The PPACA addresses only one of the healthcare shoes. It’s concerned with how healthcare is paid for, increasing access to healthcare insurance. Actually, that’s the easy part. The hard part is increasing access to care. The PPACA did nothing to change how healthcare is provided and that second shoe will drop soon. The Boston Globe explains the implications:
Across Massachusetts, about half of primary care doctors aren’t taking new patients, according to the Massachusetts Medical Society’s 2013 Patient Access to Care Study. The rate for internal medicine specialists, or internists, who often also serve as primary care doctors, is 55 percent. If you’ve found a new doctor and want to schedule a routine visit, be prepared to wait. It takes an average of 39 days for new patients to get an appointment with a family physician and 50 days to see an internist. That’s better than last year, when the average wait was a whopping 45 days, but up from 29 days in 2010.

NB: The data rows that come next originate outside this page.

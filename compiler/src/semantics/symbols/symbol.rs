//! Symbol entries.
//!
//! Symbols describe named program elements (modules, types, entry points and
//! parameters). They are stored in the scope arena so that every file of a
//! compilation shares the same metadata.

use std::fmt;
use std::sync::Arc;

use cinder_core::{SourceBuffer, Span};

use crate::semantics::ids::{ScopeId, SymbolId, TypeId};
use crate::semantics::types::DataType;

/// Where a symbol was declared or used.
#[derive(Clone)]
pub struct SourceLocation {
    pub source: Arc<SourceBuffer>,
    pub span: Span,
}

impl SourceLocation {
    pub fn new(source: &Arc<SourceBuffer>, span: Span) -> Self {
        Self {
            source: Arc::clone(source),
            span,
        }
    }

    /// 1-based line and column of the start of the span.
    pub fn line_column(&self) -> (usize, usize) {
        self.source.line_column(self.span.start).unwrap_or((0, 0))
    }
}

impl fmt::Debug for SourceLocation {
    fn fmt(&self, f: &mut fmt::Formatter<'_>) -> fmt::Result {
        write!(f, "{}@{:?}", self.source.name(), self.span)
    }
}

impl fmt::Display for SourceLocation {
    fn fmt(&self, f: &mut fmt::Formatter<'_>) -> fmt::Result {
        let (line, column) = self.line_column();
        write!(f, "{}:{}:{}", self.source.name(), line, column)
    }
}

/// Classification of a symbol, with the data each kind carries.
#[derive(Debug, Clone, PartialEq, Eq)]
pub enum SymbolKind {
    /// Owns the scope its members are declared in.
    Module { scope: ScopeId },
    Type { scope: ScopeId, type_id: TypeId },
    Entry {
        scope: ScopeId,
        parameters: Vec<SymbolId>,
        /// Filled in by the resolver.
        return_type: Option<DataType>,
    },
    Parameter {
        /// Filled in by the resolver; `None` for `self`.
        data_type: Option<DataType>,
        variadic: bool,
    },
}

impl SymbolKind {
    /// Short name used in scope dumps.
    pub fn as_str(&self) -> &'static str {
        match self {
            SymbolKind::Module { .. } => "module",
            SymbolKind::Type { .. } => "type",
            SymbolKind::Entry { .. } => "entry",
            SymbolKind::Parameter { .. } => "parameter",
        }
    }

    /// Human-readable description used in diagnostics.
    pub fn describe(&self) -> &'static str {
        match self {
            SymbolKind::Module { .. } => "a module",
            SymbolKind::Type { .. } => "a type",
            SymbolKind::Entry { .. } => "an entry point",
            SymbolKind::Parameter { .. } => "a parameter",
        }
    }

    /// Scope owned by the symbol, if its kind owns one.
    pub fn scope(&self) -> Option<ScopeId> {
        match self {
            SymbolKind::Module { scope }
            | SymbolKind::Type { scope, .. }
            | SymbolKind::Entry { scope, .. } => Some(*scope),
            SymbolKind::Parameter { .. } => None,
        }
    }
}

/// Metadata describing a single symbol.
#[derive(Debug, Clone)]
pub struct Symbol {
    pub id: SymbolId,
    pub name: String,
    pub kind: SymbolKind,
    /// Scope the symbol is declared in.
    pub scope: ScopeId,
    /// Every declaration site; a module reopened by several files has one
    /// entry per reopening.
    pub declarations: Vec<SourceLocation>,
    pub usages: Vec<SourceLocation>,
}

impl Symbol {
    pub fn new(
        id: SymbolId,
        name: impl Into<String>,
        kind: SymbolKind,
        scope: ScopeId,
        declaration: Option<SourceLocation>,
    ) -> Self {
        Self {
            id,
            name: name.into(),
            kind,
            scope,
            declarations: declaration.into_iter().collect(),
            usages: Vec::new(),
        }
    }

    pub fn is_module(&self) -> bool {
        matches!(self.kind, SymbolKind::Module { .. })
    }

    /// Scope owned by this symbol, if any.
    pub fn owned_scope(&self) -> Option<ScopeId> {
        self.kind.scope()
    }
}

#[cfg(test)]
mod tests {
    use super::*;

    #[test]
    fn kinds_describe_themselves() {
        let entry = SymbolKind::Entry {
            scope: ScopeId::from_raw(4),
            parameters: Vec::new(),
            return_type: None,
        };
        let parameter = SymbolKind::Parameter {
            data_type: None,
            variadic: false,
        };

        assert_eq!(entry.describe(), "an entry point");
        assert_eq!(entry.scope(), Some(ScopeId::from_raw(4)));
        assert_eq!(parameter.as_str(), "parameter");
        assert_eq!(parameter.scope(), None);
    }

    #[test]
    fn locations_render_as_file_line_column() {
        let source = Arc::new(SourceBuffer::new("demo.cin", "mod demo\nmain : entry() {}"));
        let location = SourceLocation::new(&source, Span::new(9, 13));

        assert_eq!(location.to_string(), "demo.cin:2:1");
    }
}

The wait could get longer. The Association of American Medical Colleges projects that nationwide 13,700 more doctors of all types were needed than were available in 2010, and that the gap will hit 130,600 by 2025, with about half of the shortfall in primary care. Are doctors becoming two-headed calves? No, but they are getting scarcer, for lots of reasons.
Among the reasons are more old people, Baby Boomer docs retiring, the increasing tendency towards specialization, and greater demand induced by the PPACA.
If you think the battle over the PPACA has been hard-fought, you ain’t seen nothing yet. We need to make basic changes in medical education, licensing, and how medicine is actually practiced to increase the availability of primary care.